La société EDM a subi cette situation comme les autres entreprises ayant une activité de même nature.

Fernando Gonzalez n'ignorait pas la volonté des assureurs de vérifier les compétences des nouveaux techniciens avant de les assurer (mention dans le document d'information pré-contractuel).

Dès le 4 juin 2004, le cabinet Heux & Associes, courtier en assurance, demandait à Monsieur Gonzalez de lui retourner le questionnaire proposition accompagné des attestations et certifications pour le soumettre à l'assureur. Aucun document n'a été transmis par le franchisé au courtier qui n'a pu solliciter l'assureur.

C'est en vain que Fernando Gonzalez soutient que le courtier lui aurait indiqué que sa demande d'assurance ne pourrait aboutir alors qu'il n'apporte aucun élément de preuve à l'appui de cette prétention. La cour observe qu'un autre franchisé a pu obtenir une police d'assurance qui lui avait été dans un premier temps refusée.

Aucun manquement aux obligations contractuelles ne peut être retenu de ce chef.

Fernando Gonzalez a procédé à la résiliation unilatérale du contrat à ses risques et périls. Faute d'établir un manquement de la société EDM à ses obligations contractuelles, les premiers juges ont justement constaté que la résiliation du contrat lui est imputable ce qui rend sans objet sa demande en réparation des préjudices subis.

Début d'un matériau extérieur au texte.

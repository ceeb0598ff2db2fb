//! Sink trait and errors

use std::path::PathBuf;

use thiserror::Error;

use crate::catalog::Snapshot;

/// Errors that can occur while writing a sink
#[derive(Debug, Error)]
pub enum SinkError {
    #[error("IO error: {0}")]
    Io(#[from] std::io::Error),

    #[error("JSON error: {0}")]
    Json(#[from] serde_json::Error),

    #[error("Failed to move {} into place: {source}", path.display())]
    Persist {
        path: PathBuf,
        source: std::io::Error,
    },
}

/// Result type for sink operations
pub type SinkResult<T> = Result<T, SinkError>;

/// A destination for the entities of a run
///
/// Sinks are written once, at flush, from a single snapshot.
pub trait Sink: Send {
    /// Short name used in logs, usually the file name
    fn name(&self) -> &str;

    fn write(&mut self, snapshot: &Snapshot) -> SinkResult<()>;
}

Par des motifs pertinents que la cour adopte, le tribunal a rejeté les demandes en dommages-intérêts présentées par la société EDM qui ne sont pas justifiées.

Par ces motifs, Statuant publiquement, contradictoirement, en dernier ressort, Confirme le jugement déféré en toutes ses dispositions, Déboute les parties de leurs demandes sur le fondement de l'article 700 du nouveau Code de procédure civile, Laisse à chaque partie la charge de ses dépens.